◆ Try it
Pick each line containing the word "super" out of the data below.

◆ Collected data
· · · · · · ·

//! Core WebSocket server implementation.
//!
//! This module contains the `ForgeServer` struct: it owns the listener, the
//! delivery registry and the session service, and runs the accept loop until
//! shutdown is requested.

use crate::{
    config::ForgeConfig, connection::ConnectionManager, error::ForgeError,
    server::handlers::handle_connection, session::ForgeService,
};
use std::sync::atomic::{AtomicUsize, Ordering};
use std::sync::Arc;
use tokio::net::TcpListener;
use tokio::sync::broadcast;
use tracing::{error, info, warn};

/// The WebSocket front of a Forge server.
///
/// # Architecture
///
/// * **Session service**: interprets every line a client sends
/// * **Connection manager**: delivery channels for echoes and broadcasts
/// * **Accept loop**: one task per client, bounded by `max_connections`
pub struct ForgeServer {
    /// Server configuration settings
    config: ForgeConfig,

    /// Service that owns connection records and interpreters
    service: Arc<ForgeService>,

    /// Registry of delivery channels, shared with the interpreter's sink
    connection_manager: Arc<ConnectionManager>,

    /// Number of sessions currently being served
    active_connections: Arc<AtomicUsize>,

    /// Channel for coordinating server shutdown
    shutdown_sender: broadcast::Sender<()>,
}

impl ForgeServer {
    /// Creates a new server.
    ///
    /// `connection_manager` must be the same registry the service's
    /// interpreter delivers through, otherwise broadcasts never reach
    /// sessions accepted here.
    pub fn new(
        config: ForgeConfig,
        service: Arc<ForgeService>,
        connection_manager: Arc<ConnectionManager>,
    ) -> Self {
        let (shutdown_sender, _) = broadcast::channel(1);

        Self {
            config,
            service,
            connection_manager,
            active_connections: Arc::new(AtomicUsize::new(0)),
            shutdown_sender,
        }
    }

    /// Binds the configured address and serves until shutdown.
    pub async fn start(&self) -> Result<(), ForgeError> {
        let listener = TcpListener::bind(self.config.bind_address)
            .await
            .map_err(|e| {
                ForgeError::Network(format!("Failed to bind {}: {e}", self.config.bind_address))
            })?;

        self.serve(listener).await
    }

    /// Serves an already bound listener until shutdown or an accept failure.
    pub async fn serve(&self, listener: TcpListener) -> Result<(), ForgeError> {
        let local_addr = listener
            .local_addr()
            .map_err(|e| ForgeError::Network(e.to_string()))?;
        info!("🚀 Forge listening on ws://{}", local_addr);

        let mut shutdown_receiver = self.shutdown_sender.subscribe();

        let accept_loop = async {
            loop {
                match listener.accept().await {
                    Ok((stream, addr)) => {
                        if self.active_connections.load(Ordering::Acquire)
                            >= self.config.max_connections
                        {
                            warn!("Rejecting {}: connection limit {} reached", addr, self.config.max_connections);
                            drop(stream);
                            continue;
                        }

                        self.active_connections.fetch_add(1, Ordering::AcqRel);

                        let connection_manager = self.connection_manager.clone();
                        let service = self.service.clone();
                        let active_connections = self.active_connections.clone();

                        tokio::spawn(async move {
                            if let Err(e) =
                                handle_connection(stream, addr, connection_manager, service).await
                            {
                                error!("Connection error: {}", e);
                            }
                            active_connections.fetch_sub(1, Ordering::AcqRel);
                        });
                    }
                    Err(e) => {
                        error!("Failed to accept connection: {}", e);
                        break;
                    }
                }
            }
        };

        tokio::select! {
            _ = accept_loop => {}
            _ = shutdown_receiver.recv() => {
                info!("Internal shutdown signal received");
            }
        }

        info!("Server stopped");
        Ok(())
    }

    /// Initiates server shutdown.
    pub async fn shutdown(&self) -> Result<(), ForgeError> {
        info!("🛑 Shutting down server...");
        let _ = self.shutdown_sender.send(());
        Ok(())
    }

    pub fn active_connections(&self) -> usize {
        self.active_connections.load(Ordering::Acquire)
    }

    pub fn connection_manager(&self) -> Arc<ConnectionManager> {
        self.connection_manager.clone()
    }

    pub fn service(&self) -> Arc<ForgeService> {
        self.service.clone()
    }
}
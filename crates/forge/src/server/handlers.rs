//! Connection handling logic for WebSocket clients.
//!
//! This module manages the lifecycle of one client session: handshake,
//! subscription, the input/output pumps, and cleanup.

use crate::{
    connection::ConnectionManager, error::ForgeError, messaging::route_client_message,
    model::SessionAddress, output::Output, session::ForgeService,
};
use futures::{SinkExt, StreamExt};
use futures_util::stream::SplitSink;
use std::net::SocketAddr;
use std::sync::Arc;
use tokio::net::TcpStream;
use tokio::sync::Mutex;
use tokio_tungstenite::{accept_async, tungstenite::Message, WebSocketStream};
use tracing::{debug, error};
use uuid::Uuid;

/// Sent when the server cannot answer a line at all.
pub const TRANSPORT_FAILURE: &str = "[red]Something went wrong! The error has been logged.";

type WsSender = Arc<Mutex<SplitSink<WebSocketStream<TcpStream>, Message>>>;

/// Serializes an output frame and writes it to the socket.
async fn send_output(ws_sender: &WsSender, output: &Output) -> Result<(), ForgeError> {
    let json = serde_json::to_string(output)
        .map_err(|e| ForgeError::Internal(format!("Unable to encode output: {e}")))?;

    let mut ws_sender = ws_sender.lock().await;
    ws_sender
        .send(Message::Text(json.into()))
        .await
        .map_err(|e| ForgeError::Network(format!("Failed to send output: {e}")))
}

/// Handles a single client session from handshake to cleanup.
///
/// # Connection Flow
///
/// 1. Perform the WebSocket handshake
/// 2. Register a delivery channel under a fresh session address
/// 3. Subscribe the session, sending the greeting and first prompt
/// 4. Pump input and output until either side stops
/// 5. Unregister the channel and disconnect the session
///
/// # Arguments
///
/// * `stream` - The TCP stream for the client connection
/// * `addr` - The remote address of the client
/// * `connection_manager` - Registry used for echoes and broadcasts
/// * `service` - Session service that interprets input
pub async fn handle_connection(
    stream: TcpStream,
    addr: SocketAddr,
    connection_manager: Arc<ConnectionManager>,
    service: Arc<ForgeService>,
) -> Result<(), ForgeError> {
    let ws_stream = accept_async(stream)
        .await
        .map_err(|e| ForgeError::Network(format!("WebSocket handshake failed: {e}")))?;

    let (ws_sender, mut ws_receiver) = ws_stream.split();
    let ws_sender: WsSender = Arc::new(Mutex::new(ws_sender));

    let session = SessionAddress::new(Uuid::new_v4().to_string(), Uuid::new_v4().to_string());
    let mut delivery_receiver = connection_manager.register(&session);

    let (connection_id, greeting) = match service
        .on_subscribe(session.clone(), Some(addr.to_string()))
        .await
    {
        Ok(subscribed) => subscribed,
        Err(e) => {
            connection_manager.unregister(&session);
            let _ = send_output(&ws_sender, &Output::from(TRANSPORT_FAILURE)).await;
            return Err(e);
        }
    };

    debug!("🔗 Connection {} from {} subscribed", connection_id, addr);

    if let Err(e) = send_output(&ws_sender, &greeting).await {
        error!("Failed to greet connection {}: {}", connection_id, e);
    }

    // Incoming task: every text frame is one line of input.
    let incoming_task = {
        let service = service.clone();
        let ws_sender = ws_sender.clone();

        async move {
            while let Some(msg) = ws_receiver.next().await {
                match msg {
                    Ok(Message::Text(text)) => {
                        let output =
                            match route_client_message(&text, connection_id, &service)
                                .await
                            {
                                Ok(output) => output,
                                Err(e) => {
                                    error!("Input error for connection {}: {}", connection_id, e);
                                    Output::from(TRANSPORT_FAILURE)
                                }
                            };

                        if let Err(e) = send_output(&ws_sender, &output).await {
                            error!("{}", e);
                            break;
                        }
                    }
                    Ok(Message::Close(_)) => {
                        debug!("🔌 Client {} requested close", connection_id);
                        break;
                    }
                    Ok(Message::Ping(data)) => {
                        let mut ws_sender = ws_sender.lock().await;
                        let _ = ws_sender.send(Message::Pong(data)).await;
                    }
                    Err(e) => {
                        error!("WebSocket error for connection {}: {}", connection_id, e);
                        break;
                    }
                    _ => {}
                }
            }
        }
    };

    // Outgoing task: echoes and broadcasts from other sessions.
    let outgoing_task = {
        let ws_sender = ws_sender.clone();

        async move {
            while let Some(output) = delivery_receiver.recv().await {
                if let Err(e) = send_output(&ws_sender, &output).await {
                    error!("{}", e);
                    break;
                }
            }
        }
    };

    tokio::select! {
        _ = incoming_task => {},
        _ = outgoing_task => {},
    }

    connection_manager.unregister(&session);
    service.on_disconnect(connection_id).await
}
//! Persistence seam for connections and creatures.

pub mod memory;

pub use memory::{CreatureRecord, MemoryStore};

use crate::error::ForgeError;
use crate::model::{Connection, ConnectionId, Creature, CreatureId};
use async_trait::async_trait;

/// Record storage used by the interpreter and the session service.
///
/// Creatures come back with their live connection joined in, so callers can
/// reach a creature's session without a second lookup.
#[async_trait]
pub trait Store: Send + Sync {
    async fn save_connection(&self, connection: &Connection) -> Result<(), ForgeError>;

    async fn find_connection_by_id(
        &self,
        id: ConnectionId,
    ) -> Result<Option<Connection>, ForgeError>;

    async fn delete_connection(&self, id: ConnectionId) -> Result<(), ForgeError>;

    async fn save_creature(&self, creature: &Creature) -> Result<(), ForgeError>;

    async fn find_creature_by_connection(
        &self,
        connection_id: ConnectionId,
    ) -> Result<Option<Creature>, ForgeError>;

    /// Every creature that currently references a stored connection.
    ///
    /// A creature whose connection cannot be read is left out and logged;
    /// one bad record never hides the rest.
    async fn find_all_connected_creatures(&self) -> Result<Vec<Creature>, ForgeError>;

    async fn delete_creature(&self, id: CreatureId) -> Result<(), ForgeError>;

    /// Deletes whichever creature uses `connection_id`, without reading the
    /// connection. Returns the id of the deleted creature.
    async fn delete_creature_by_connection(
        &self,
        connection_id: ConnectionId,
    ) -> Result<Option<CreatureId>, ForgeError>;
}
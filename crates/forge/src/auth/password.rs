//! Password hashing.

use super::AuthError;
use argon2::{Algorithm, Argon2, Params, Version};
use password_hash::{rand_core::OsRng, PasswordHash, PasswordHasher, PasswordVerifier, SaltString};

/// Turns raw passwords into stored hashes and checks them again later.
pub trait PasswordEncoder: Send + Sync {
    fn encode(&self, raw: &str) -> Result<String, AuthError>;

    /// False for a wrong password and for a hash that cannot be parsed.
    fn matches(&self, raw: &str, encoded: &str) -> bool;
}

/// Argon2id encoder producing PHC strings (`$argon2id$v=19$m=...`).
///
/// Cost parameters are read back from the stored string on verification,
/// so hashes made with other parameters still match.
#[derive(Clone, Default)]
pub struct Argon2PasswordEncoder {
    argon2: Argon2<'static>,
}

impl Argon2PasswordEncoder {
    pub fn new() -> Self {
        Self::default()
    }

    /// Encoder with explicit memory (KiB), iteration and lane costs.
    pub fn with_params(m_cost: u32, t_cost: u32, p_cost: u32) -> Result<Self, AuthError> {
        let params = Params::new(m_cost, t_cost, p_cost, None)
            .map_err(|e| AuthError::Backend(format!("Invalid Argon2 parameters: {e}")))?;

        Ok(Self {
            argon2: Argon2::new(Algorithm::Argon2id, Version::V0x13, params),
        })
    }
}

impl std::fmt::Debug for Argon2PasswordEncoder {
    fn fmt(&self, f: &mut std::fmt::Formatter<'_>) -> std::fmt::Result {
        f.debug_struct("Argon2PasswordEncoder").finish_non_exhaustive()
    }
}

impl PasswordEncoder for Argon2PasswordEncoder {
    fn encode(&self, raw: &str) -> Result<String, AuthError> {
        let salt = SaltString::generate(&mut OsRng);
        let hash = self
            .argon2
            .hash_password(raw.as_bytes(), &salt)
            .map_err(|e| AuthError::Backend(format!("hash_password failed: {e}")))?;

        Ok(hash.to_string())
    }

    fn matches(&self, raw: &str, encoded: &str) -> bool {
        match PasswordHash::new(encoded) {
            Ok(hash) => self.argon2.verify_password(raw.as_bytes(), &hash).is_ok(),
            Err(_) => false,
        }
    }
}
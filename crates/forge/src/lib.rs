//! # Forge - session interpreter for a text MUD
//!
//! Forge turns lines typed by connected players into state changes and text
//! output. It covers the part of a MUD every session goes through: the login
//! and character creation dialogue, and the first in-world command, gossip,
//! which is broadcast to everyone online.
//!
//! ## Architecture Overview
//!
//! ### Core Components
//!
//! * **Primary interpreter** - Dispatches each line on the connection's top-level state
//! * **Login interpreter** - Name and password dialogue, account creation
//! * **In-game interpreter** - Gossip, echoed to every other connected creature
//! * **Session service** - Per-connection transactions around the interpreter
//! * **Connection manager** - Delivery channels for output sent to other sessions
//!
//! ### Message Flow
//!
//! 1. A client sends `{"input": "..."}` (or a bare line) over WebSocket
//! 2. The session service loads the connection and locks it
//! 3. The primary interpreter hands the line to the login or in-game delegate
//! 4. Output for the sender is returned; output for others goes through the
//!    connection manager
//! 5. The updated connection is saved
//!
//! ## Seams
//!
//! Storage ([`store::Store`]), identity ([`auth::Authenticator`]), password
//! hashing ([`auth::PasswordEncoder`]), delivery ([`connection::OutputSink`])
//! and the greeting ([`greeting::GreetingLoader`]) are traits. In-memory
//! implementations ship with the crate.
//!
//! ## Error Handling
//!
//! Bad names, short passwords and wrong credentials are part of the dialogue
//! and come back as `[red]` output lines. [`ForgeError`] is reserved for
//! faults: backend failures, unreadable state, and records that should exist
//! but do not.

// Re-export core types and functions for easy access
pub use config::{ForgeConfig, PromptConfig};
pub use error::ForgeError;
pub use output::Output;
pub use server::ForgeServer;
pub use session::ForgeService;
pub use utils::{create_server, create_server_with_config, create_service};

pub mod auth;
pub mod config;
pub mod connection;
pub mod error;
pub mod greeting;
pub mod interpret;
pub mod messaging;
pub mod model;
pub mod output;
pub mod server;
pub mod session;
pub mod store;
pub mod utils;
pub mod validation;
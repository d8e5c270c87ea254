//! Message type definitions for client-server communication.

use serde::{Deserialize, Serialize};

/// A line of input sent from a client to the server.
///
/// # Examples
///
/// ```json
/// { "input": "Dani" }
/// ```
///
/// Clients that do not speak JSON may send the bare line instead; see
/// [`ClientInput::decode`].
#[derive(Debug, Clone, PartialEq, Eq, Serialize, Deserialize)]
pub struct ClientInput {
    /// The text the player typed, without the line terminator
    pub input: String,
}

impl ClientInput {
    /// Decodes a text frame. Anything that is not a JSON input object is
    /// taken as the input line itself.
    pub fn decode(text: &str) -> Self {
        serde_json::from_str(text).unwrap_or_else(|_| Self {
            input: text.to_string(),
        })
    }
}

#[cfg(test)]
mod tests {
    use super::*;

    #[test]
    fn test_decode_json() {
        assert_eq!(ClientInput::decode(r#"{"input":"Dani"}"#).input, "Dani");
    }

    #[test]
    fn test_decode_raw_text() {
        assert_eq!(ClientInput::decode("Hello world!").input, "Hello world!");
        assert_eq!(ClientInput::decode(r#"{"other":1}"#).input, r#"{"other":1}"#);
    }
}
//! Login and character creation.
//!
//! A returning player walks `DEFAULT -> LOGIN_ASK_NAME -> LOGIN_ASK_PASSWORD`
//! and lands in the game. A new player walks
//! `DEFAULT -> CREATE_CHOOSE_NAME -> CREATE_CONFIRM_NAME ->
//! CREATE_CHOOSE_PASSWORD -> CREATE_CONFIRM_PASSWORD`. The pending name is
//! carried in the connection's scratch slot until the creature is built.
//!
//! Validation and credential problems are answered with a red line and the
//! prompt for the resulting state. Only backend and store failures escape
//! as errors.

use super::{Interpreter, InterpreterDelegate};
use crate::auth::{AuthError, Authenticator, PasswordEncoder};
use crate::config::PromptConfig;
use crate::error::ForgeError;
use crate::model::{Connection, ConnectionState, Creature, LoginState};
use crate::output::{Output, RED, SOMETHING_WENT_WRONG, YELLOW};
use crate::store::Store;
use crate::validation::{validate_name, validate_password};
use async_trait::async_trait;
use std::sync::Arc;
use tracing::{error, info, warn};

const BAD_LOGIN: &str = "[red]Sorry! Please try again!";
const NAME_IN_USE: &str = "[red]That name is already in use. Please try another!";
const REGISTRATION_FAILED: &str = "[red]Oops! Something bad happened. The error has been logged.";
const PASSWORD_MISMATCH: &str = "[red]Passwords do not match. Please try again!";

pub struct LoginInterpreter {
    store: Arc<dyn Store>,
    authenticator: Arc<dyn Authenticator>,
    encoder: Arc<dyn PasswordEncoder>,
    prompts: Arc<PromptConfig>,
}

fn is_yes(input: &str) -> bool {
    input.eq_ignore_ascii_case("y")
}

fn red(message: impl std::fmt::Display) -> String {
    format!("{RED}{message}")
}

impl LoginInterpreter {
    pub fn new(
        store: Arc<dyn Store>,
        authenticator: Arc<dyn Authenticator>,
        encoder: Arc<dyn PasswordEncoder>,
        prompts: Arc<PromptConfig>,
    ) -> Self {
        Self {
            store,
            authenticator,
            encoder,
            prompts,
        }
    }

    async fn ask_password(
        &self,
        input: &str,
        connection: &mut Connection,
        output: &mut Output,
    ) -> Result<(), ForgeError> {
        let name = connection.scratch.clone().unwrap_or_default();

        match self.authenticator.authenticate(&name, input, connection.id).await {
            Ok(()) => {
                self.build_creature(connection).await?;
                output.push(format!("{YELLOW}Welcome back, {name}!"));
                info!("Successful login for {} from {}", name, connection.origin());
            }
            Err(AuthError::Backend(reason)) => return Err(ForgeError::Auth(reason)),
            Err(_) => {
                output.push(BAD_LOGIN);
                warn!("Bad password attempt for {} from {}", name, connection.origin());
                connection.scratch = None;
                connection.state = ConnectionState::Login(LoginState::Default);
            }
        }

        Ok(())
    }

    async fn choose_name(
        &self,
        input: &str,
        connection: &mut Connection,
        output: &mut Output,
    ) -> Result<(), ForgeError> {
        let name = match validate_name(input) {
            Ok(name) => name,
            Err(invalid) => {
                output.push(red(invalid));
                return Ok(());
            }
        };

        if self.authenticator.user_exists(name).await? {
            output.push(NAME_IN_USE);
            connection.scratch = None;
        } else {
            connection.scratch = Some(name.to_string());
            connection.state = ConnectionState::Login(LoginState::CreateConfirmName);
        }

        Ok(())
    }

    async fn choose_password(
        &self,
        input: &str,
        connection: &mut Connection,
        output: &mut Output,
    ) -> Result<(), ForgeError> {
        let password = match validate_password(input) {
            Ok(password) => password,
            Err(invalid) => {
                output.push(red(invalid));
                return Ok(());
            }
        };
        let name = connection.scratch.clone().unwrap_or_default();

        let encoded = self.encoder.encode(password)?;
        match self.authenticator.create_user(&name, &encoded).await {
            Ok(()) => {}
            Err(AuthError::UserExists(_)) => {
                // Someone registered the name between confirmation and now.
                output.push(NAME_IN_USE);
                connection.scratch = None;
                connection.state = ConnectionState::Login(LoginState::CreateChooseName);
                return Ok(());
            }
            Err(err) => return Err(err.into()),
        }

        match self.authenticator.authenticate(&name, password, connection.id).await {
            Ok(()) => {
                connection.state = ConnectionState::Login(LoginState::CreateConfirmPassword);
            }
            Err(AuthError::Backend(reason)) => return Err(ForgeError::Auth(reason)),
            Err(err) => {
                error!("Unable to log in newly created player {}: {}", name, err);
                // Drop the account so the same name can be retried.
                self.authenticator.delete_user(&name).await?;
                output.push(REGISTRATION_FAILED);
            }
        }

        Ok(())
    }

    async fn confirm_password(
        &self,
        input: &str,
        connection: &mut Connection,
        output: &mut Output,
    ) -> Result<(), ForgeError> {
        let password = match validate_password(input) {
            Ok(password) => password,
            Err(invalid) => {
                output.push(red(invalid));
                return Ok(());
            }
        };
        let name = connection.scratch.clone().unwrap_or_default();

        match self.authenticator.authenticate(&name, password, connection.id).await {
            Ok(()) => {
                self.build_creature(connection).await?;
                output.push(format!("{YELLOW}Welcome, {name}!"));
                info!("New player {} from {}", name, connection.origin());
            }
            Err(AuthError::Backend(reason)) => return Err(ForgeError::Auth(reason)),
            Err(_) => {
                output.push(PASSWORD_MISMATCH);
                self.authenticator.delete_user(&name).await?;
                self.authenticator.end_session(connection.id).await?;
                connection.state = ConnectionState::Login(LoginState::CreateChoosePassword);
            }
        }

        Ok(())
    }

    /// Commits the pending name, moves the connection into the game and
    /// creates its creature.
    ///
    /// Either both records are written or neither is: on failure the
    /// previous connection record is put back, the session binding is
    /// released and the error is returned.
    async fn build_creature(&self, connection: &mut Connection) -> Result<(), ForgeError> {
        let previous = connection.clone();
        let name = connection.scratch.take().unwrap_or_default();

        connection.name = Some(name.clone());
        connection.state = ConnectionState::InGame;

        if let Err(err) = self.commit_creature(&name, connection).await {
            *connection = previous;

            if let Err(restore) = self.store.save_connection(connection).await {
                error!("Unable to restore Connection {}: {}", connection.id, restore);
            }
            if let Err(release) = self.authenticator.end_session(connection.id).await {
                error!("Unable to release session of Connection {}: {}", connection.id, release);
            }

            return Err(err);
        }

        Ok(())
    }

    async fn commit_creature(&self, name: &str, connection: &Connection) -> Result<(), ForgeError> {
        self.store.save_connection(connection).await?;

        let creature = Creature::new(name, Some(connection.clone()));
        self.store.save_creature(&creature).await
    }
}

#[async_trait]
impl InterpreterDelegate for LoginInterpreter {
    async fn interpret(
        &self,
        primary: &dyn Interpreter,
        input: &str,
        connection: &mut Connection,
    ) -> Result<Output, ForgeError> {
        let ConnectionState::Login(state) = connection.state else {
            return Err(ForgeError::Internal(format!(
                "Connection {} is not logging in",
                connection.id
            )));
        };

        let mut output = Output::new();

        match state {
            LoginState::Default => {
                connection.state = if is_yes(input) {
                    ConnectionState::Login(LoginState::CreateChooseName)
                } else {
                    ConnectionState::Login(LoginState::LoginAskName)
                };
            }
            LoginState::LoginAskName => match validate_name(input) {
                Ok(name) => {
                    connection.scratch = Some(name.to_string());
                    connection.state = ConnectionState::Login(LoginState::LoginAskPassword);
                }
                Err(invalid) => {
                    output.push(red(invalid));
                }
            },
            LoginState::LoginAskPassword => {
                self.ask_password(input, connection, &mut output).await?;
            }
            LoginState::CreateChooseName => {
                self.choose_name(input, connection, &mut output).await?;
            }
            LoginState::CreateConfirmName => {
                if is_yes(input) {
                    connection.state = ConnectionState::Login(LoginState::CreateChoosePassword);
                } else {
                    connection.scratch = None;
                    connection.state = ConnectionState::Login(LoginState::CreateChooseName);
                }
            }
            LoginState::CreateChoosePassword => {
                self.choose_password(input, connection, &mut output).await?;
            }
            LoginState::CreateConfirmPassword => {
                self.confirm_password(input, connection, &mut output).await?;
            }
        }

        output.append(primary.prompt(connection));
        Ok(output)
    }

    fn prompt(&self, connection: &Connection) -> Output {
        match connection.state {
            ConnectionState::Login(state) => {
                Output::from(self.prompts.render(connection.state, connection.display_name()))
                    .with_secret(state.is_secret())
            }
            ConnectionState::InGame => {
                error!("Login prompt requested for in-game Connection {}", connection.id);
                Output::from(SOMETHING_WENT_WRONG)
            }
        }
    }
}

· · · · · · ·

◆ Solution to this exercise
use super::AuthError;
    use super::*;
use super::{Interpreter, InterpreterDelegate};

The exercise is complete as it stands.